125,- DM sind für ein Softwareprogramm sicherlich viel Geld, aufgrund des Funktionsumfangs aber gerechtfertigt. Kaufinteressierten sei empfohlen, die Demo-Version von der Homepage des Software-Herstellers herunterzuladen. Diese ist auf 500 Karteikarten beschränkt, steht der Vollversion ansonsten jedoch – bis auf die nicht vorhandene Hilfefunktion -in nichts nach. Der 12 MB große Download wird sicherlich den Ausschlag für die endgültige Kaufentscheidung geben können. JurCards hat eine breite Funktionsvielfalt und wird sicher viele Anwender zufrieden stellen.
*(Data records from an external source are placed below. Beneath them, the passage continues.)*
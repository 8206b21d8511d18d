use std::sync::atomic::{AtomicBool, Ordering};
use std::sync::Mutex;

use evtchn::abi::{self, calls, status};
use evtchn::{
    DomainConfig, DomainId, EvtchnEngine, EvtchnError, Platform, Port, Progress, VcpuId, Virq,
};
use log::LevelFilter;

/// Snapshot testing
///
/// Checks that the given struct matches the provided snap!shot.
macro_rules! snap {
    ($snap:expr, $item:expr $(,)?) => {
        assert_eq!($snap, &format!("{}", $item));
    };
}

const A: DomainId = DomainId::new(1);
const B: DomainId = DomainId::new(2);

#[derive(Default)]
struct Recorder {
    wakes: Mutex<Vec<(DomainId, VcpuId)>>,
    preempt: AtomicBool,
}

impl Recorder {
    fn take(&self) -> Vec<(DomainId, VcpuId)> {
        std::mem::take(&mut *self.wakes.lock().unwrap())
    }
}

impl Platform for Recorder {
    fn wake(&self, domain: DomainId, vcpu: VcpuId) {
        self.wakes.lock().unwrap().push((domain, vcpu));
    }

    fn preempt_check(&self) -> bool {
        self.preempt.load(Ordering::SeqCst)
    }
}

fn setup() -> EvtchnEngine<Recorder> {
    logger::init(LevelFilter::Trace);
    EvtchnEngine::new(Recorder::default())
}

// ——————————————————————————————— Scenarios ———————————————————————————————— //

/// Two domains connect a pair of ports, signal each other and tear the pair down.
#[test]
fn scenario_interdomain() {
    let engine = setup();
    let a = engine.create_domain(A, DomainConfig::default()).unwrap();
    let config = DomainConfig {
        nr_vcpus: 2,
        ..DomainConfig::default()
    };
    let b = engine.create_domain(B, config).unwrap();

    let x = engine.alloc_unbound(A, DomainId::SELF, B, None).unwrap();
    snap!("{0: reserved, 1: unbound(d2) v0}", a.dump());

    let y = engine.bind_interdomain(B, A, x, None).unwrap();
    snap!("{0: reserved, 1: interdomain(d2:1) v0}", a.dump());
    snap!("{0: reserved, 1: interdomain(d1:1) v0 pending}", b.dump());

    // B moves the port to its second vCPU and consumes the bind event.
    engine.bind_vcpu(B, y, VcpuId::new(1)).unwrap();
    b.clear_pending(y).unwrap();
    b.vcpus()[0].ack_upcall();
    assert_eq!(engine.platform().take(), [(B, VcpuId::new(0))]);

    engine.send(A, x).unwrap();
    snap!("{0: reserved, 1: interdomain(d1:1) v1 pending}", b.dump());
    assert_eq!(engine.platform().take(), [(B, VcpuId::new(1))]);
    assert_eq!(b.vcpus()[1].take_pending_sel(), 1);

    let active = a.active_ports();
    engine.close(B, y).unwrap();
    snap!("{0: reserved, 1: unbound(d2) v0}", a.dump());
    snap!("{0: reserved}", b.dump());

    engine.close(A, x).unwrap();
    snap!("{0: reserved}", a.dump());
    assert_eq!(a.active_ports(), active - 1);
}

/// A VIRQ has a single owner until it is closed.
#[test]
fn scenario_virq() {
    let engine = setup();
    let _a = engine.create_domain(A, DomainConfig::default()).unwrap();

    let port = engine.bind_virq(A, Virq::TIMER, VcpuId::BOOT, None).unwrap();
    snap!("virq 0 on v0", engine.status(A, A, port).unwrap());
    assert_eq!(
        engine.bind_virq(A, Virq::TIMER, VcpuId::BOOT, None),
        Err(EvtchnError::AlreadyExists)
    );

    engine.close(A, port).unwrap();
    snap!("closed on v0", engine.status(A, A, port).unwrap());
    assert_eq!(
        engine.bind_virq(A, Virq::TIMER, VcpuId::BOOT, None),
        Ok(port)
    );
}

/// A preempted reset picks up where it stopped.
#[test]
fn scenario_reset() {
    let engine = setup();
    let a = engine.create_domain(A, DomainConfig::default()).unwrap();
    for _ in 0..150 {
        engine.bind_ipi(A, VcpuId::BOOT).unwrap();
    }

    engine.platform().preempt.store(true, Ordering::SeqCst);
    assert_eq!(engine.reset(A, A, false), Ok(Progress::Restart));
    assert_eq!(a.next_port(), 64);
    assert_eq!(engine.reset(A, A, true), Ok(Progress::Restart));
    assert_eq!(a.next_port(), 128);
    assert_eq!(a.active_ports(), 150 - 127);

    engine.platform().preempt.store(false, Ordering::SeqCst);
    assert_eq!(engine.reset(A, A, true), Ok(Progress::Done));
    assert_eq!(a.active_ports(), a.internal_ports());
    snap!("{0: reserved}", a.dump());
}

/// A dying domain is emptied, its peers are left waiting, and it is finally dropped.
#[test]
fn scenario_teardown() {
    let engine = setup();
    let a = engine.create_domain(A, DomainConfig::default()).unwrap();
    let b = engine.create_domain(B, DomainConfig::default()).unwrap();

    let x = engine.alloc_unbound(B, B, A, Some(Port::new(300))).unwrap();
    let y = engine.bind_interdomain(A, B, x, None).unwrap();
    engine.bind_ipi(A, VcpuId::BOOT).unwrap();
    engine.bind_virq(A, Virq::DOM_EXC, VcpuId::BOOT, None).unwrap();
    assert_eq!(y, Port::new(1));

    assert_eq!(engine.destroy_domain(A), Ok(Progress::Done));
    snap!("{0: reserved}", a.dump());
    snap!("unbound(d1) on v0", engine.status(B, B, x).unwrap());
    assert_eq!(engine.send(B, x), Ok(()));

    drop(a);
    assert_eq!(engine.reap_domain(A), Ok(()));
    assert_eq!(engine.domain_ids(), [B]);
    assert_eq!(b.active_ports(), 1);
}

/// The monitor-call surface maps requests and errors onto registers.
#[test]
fn scenario_monitor_calls() {
    let engine = setup();
    let _a = engine.create_domain(A, DomainConfig::default()).unwrap();
    let _b = engine.create_domain(B, DomainConfig::default()).unwrap();
    let this = DomainId::SELF.as_u16() as usize;
    let mut res = [0; 4];

    let args = [this, B.as_u16() as usize, 0, 0];
    let ret = abi::dispatch(&engine, A, calls::ALLOC_UNBOUND, &args, &mut res);
    assert_eq!(abi::return_code(ret), 0);
    let x = res[0];
    assert_eq!(x, 1);

    let args = [A.as_u16() as usize, x, 0, 0];
    let ret = abi::dispatch(&engine, B, calls::BIND_INTERDOMAIN, &args, &mut res);
    assert_eq!(ret, Ok(Progress::Done));
    let y = res[0];

    let ret = abi::dispatch(&engine, A, calls::STATUS, &[this, x, 0, 0], &mut res);
    assert_eq!(ret, Ok(Progress::Done));
    assert_eq!(res, [status::INTERDOMAIN, 0, B.as_u16() as usize, y]);

    let ret = abi::dispatch(&engine, A, calls::SEND, &[x, 0, 0, 0], &mut res);
    assert_eq!(abi::return_code(ret), 0);

    let ret = abi::dispatch(&engine, A, calls::BIND_VIRQ, &[0, 0, 0, 0], &mut res);
    assert_eq!(abi::return_code(ret), 0);
    let ret = abi::dispatch(&engine, A, calls::BIND_VIRQ, &[0, 0, 0, 0], &mut res);
    assert_eq!(abi::return_code(ret), -17);

    // Errors.
    let ret = abi::dispatch(&engine, A, 11, &[0; 4], &mut res);
    assert_eq!(abi::return_code(ret), -22);
    let ret = abi::dispatch(&engine, A, calls::CLOSE, &[5, 0, 0, 0], &mut res);
    assert_eq!(abi::return_code(ret), -22);
    let ret = abi::dispatch(&engine, A, calls::STATUS, &[70_000, 1, 0, 0], &mut res);
    assert_eq!(abi::return_code(ret), -22);
    let ret = abi::dispatch(&engine, A, calls::STATUS, &[9, 1, 0, 0], &mut res);
    assert_eq!(abi::return_code(ret), -3);
    let ret = abi::dispatch(&engine, A, calls::BIND_IPI, &[4, 0, 0, 0], &mut res);
    assert_eq!(abi::return_code(ret), -2);
    let ret = abi::dispatch(&engine, A, calls::SET_PRIORITY, &[x, 16, 0, 0], &mut res);
    assert_eq!(abi::return_code(ret), -22);
    let ret = abi::dispatch(&engine, A, calls::RESET_CONT, &[this, 0, 0, 0], &mut res);
    assert_eq!(abi::return_code(ret), -16);

    // Resets go through the continuation protocol.
    engine.platform().preempt.store(true, Ordering::SeqCst);
    let ret = abi::dispatch(&engine, A, calls::RESET, &[this, 0, 0, 0], &mut res);
    assert_eq!(abi::return_code(ret), abi::ERESTART);
    engine.platform().preempt.store(false, Ordering::SeqCst);
    let ret = abi::dispatch(&engine, A, calls::RESET_CONT, &[this, 0, 0, 0], &mut res);
    assert_eq!(abi::return_code(ret), 0);

    let ret = abi::dispatch(&engine, B, calls::STATUS, &[this, y, 0, 0], &mut res);
    assert_eq!(ret, Ok(Progress::Done));
    assert_eq!(res[0], status::UNBOUND);
    assert_eq!(res[2], A.as_u16() as usize);
}

#[test]
fn logs_reach_the_console() {
    let engine = setup();
    engine.create_domain(A, DomainConfig::default()).unwrap();
    engine.dump(A).unwrap();

    let mut out = vec![0; logger::CONSOLE_SIZE];
    let count = logger::read(&mut out);
    let text = String::from_utf8_lossy(&out[..count]);
    assert!(text.contains("evtchn"));
}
Ob der Benutzer lieber eigene Kartekarten anlegt oder auf die des Softwarehauses vertraut, bleibt jedem selbst überlassen. Der Lerneffekt dürfte bei selbst erstellten Karteikarten höher sein (was jedoch das Programm jurcard genauso bietet wie eigenhändig geschriebene Karteikarten). Die hohe Anzahl an erhältlichen Karten dürfte gerade untere Semester eher überfordern und Examenskandidaten zur Verzweiflung treiben. Hier erscheint es sinnvoll, lieber mit der Zeit einen eigenen Bestandteil aufzubauen und zwischendurch zu ergänzen oder abzuändern. An einigen Stellen scheinen die mitgelieferten Karteikarten außerdem nicht auf dem neuesten Stand.

Ob die traditionelle Karteikartenbox überholt ist, bleibt wohl dem persönlichem Geschmack überlassen. Der eine lernt gerne mit Karteikarten, der andere lieber anhand eines selbst erstellten Skriptes. Der Lerneffekt ist aber sicherlich der gleiche.